Nel corso della serata di ieri, sabato 23 maggio, i carabinieri di Roccagorga hanno arrestato tre uomini di 59, 35 e 32 anni, tutti residenti del posto, per il reato di concorso in combustione illecita di rifiuti.
Nello specifico, i militari dell’Arma, durante un servizio perlustrativo, hanno notato una colonna di fumo nero provenire dall’abitazione del 35enne. Giunti sul posto, i militari hanno riscontrato la presenza dei tre indagati accertando come, mediante l’utilizzo di un escavatore presente nell’area di interesse, avessero realizzato una buca di circa 4 metri cubi all’interno della quale stavano dando alle fiamme rifiuti speciali non pericolosi, costituiti da materiale ferroso e plastico.
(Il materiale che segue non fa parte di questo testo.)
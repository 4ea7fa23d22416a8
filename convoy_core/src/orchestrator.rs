use crate::config::{ConvoyConfig, ExitCodes, OrchestratorSettings};
use crate::corpus::CorpusStore;
use crate::coverage::{
    average_sqrt_hits, coverage_index_for, is_interesting_coverage_file, CoverageInfo,
    CoverageRuntime, TestOneInput, GLOBAL_COVERAGE,
};
use crate::engine::{CommandRequest, EngineRegistry};
use crate::job::{
    append_event, execute_job, job_budget_secs, parse_final_stats, populate_input_dir,
    scan_log_for_errors, FuzzJob, JobQueue,
};
use crate::merge::{sized_files_from_dir, MergeError, NoveltyMerge};
use crate::scheduler::{
    get_job_seeds, pick_engine, seed_quota, EngineStatus, SEED_EXPLORE, WARM_UP_JOBS,
    WARM_UP_SCORE,
};
use rand_chacha::ChaCha8Rng;
use rand_core::SeedableRng;
use std::collections::{BTreeSet, HashMap};
use std::fs;
use std::path::{Path, PathBuf};
use std::process;
use std::sync::atomic::{AtomicU64, Ordering};
use std::sync::{Arc, Mutex};
use std::thread;
use std::time::{Duration, Instant, SystemTime, UNIX_EPOCH};
use thiserror::Error;

#[derive(Error, Debug)]
pub enum OrchestratorError {
    #[error("orchestrator I/O error: {0}")]
    Io(String),

    #[error(transparent)]
    Engine(#[from] crate::engine::EngineError),

    #[error(transparent)]
    Job(#[from] crate::job::JobError),

    #[error(transparent)]
    Merge(#[from] MergeError),

    #[error("worker thread failed to start: {0}")]
    Thread(String),
}

impl From<std::io::Error> for OrchestratorError {
    fn from(err: std::io::Error) -> Self {
        OrchestratorError::Io(err.to_string())
    }
}

/// One engine-produced file on its way into the shared corpus.
#[derive(Debug, Clone)]
pub struct MergeCandidate {
    pub file_path: PathBuf,
    pub size: u64,
    pub features: Vec<u32>,
    pub seed_funcs: Vec<u64>,
    pub seed_pcs: Vec<usize>,
    pub time_of_unit: Duration,
    /// Weight-sum of the candidate's functions; assimilation order key.
    pub sorted_weight: f64,
}

/// How a child's exit code is to be handled.
#[derive(Debug, Clone, Copy, PartialEq, Eq)]
pub enum ExitDisposition {
    Clean,
    Interrupt,
    IgnoredTimeout,
    IgnoredOom,
    IgnoredCrash,
    FatalCrash,
}

pub fn classify_exit(code: i32, codes: &ExitCodes) -> ExitDisposition {
    if code == codes.interrupt {
        return ExitDisposition::Interrupt;
    }
    if codes.ignore_timeouts && code == codes.timeout {
        return ExitDisposition::IgnoredTimeout;
    }
    if codes.ignore_ooms && code == codes.oom {
        return ExitDisposition::IgnoredOom;
    }
    if code != 0 {
        if codes.ignore_crashes {
            ExitDisposition::IgnoredCrash
        } else {
            ExitDisposition::FatalCrash
        }
    } else {
        ExitDisposition::Clean
    }
}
L’area ed il mezzo escavatore, sono stati sottoposti a sequestro penale e affidati in giudiziale custodia a terzi. Le fiamme si sono autoestinte.
Gli arrestati, espletate le formalità di rito, sono stati sottoposti agli arresti domiciliari presso le rispettive abitazioni così come disposto dall’Autorità Giudiziaria, in attesa della convalida d’arresto che si terrà nella giornata di domani con rito direttissimo.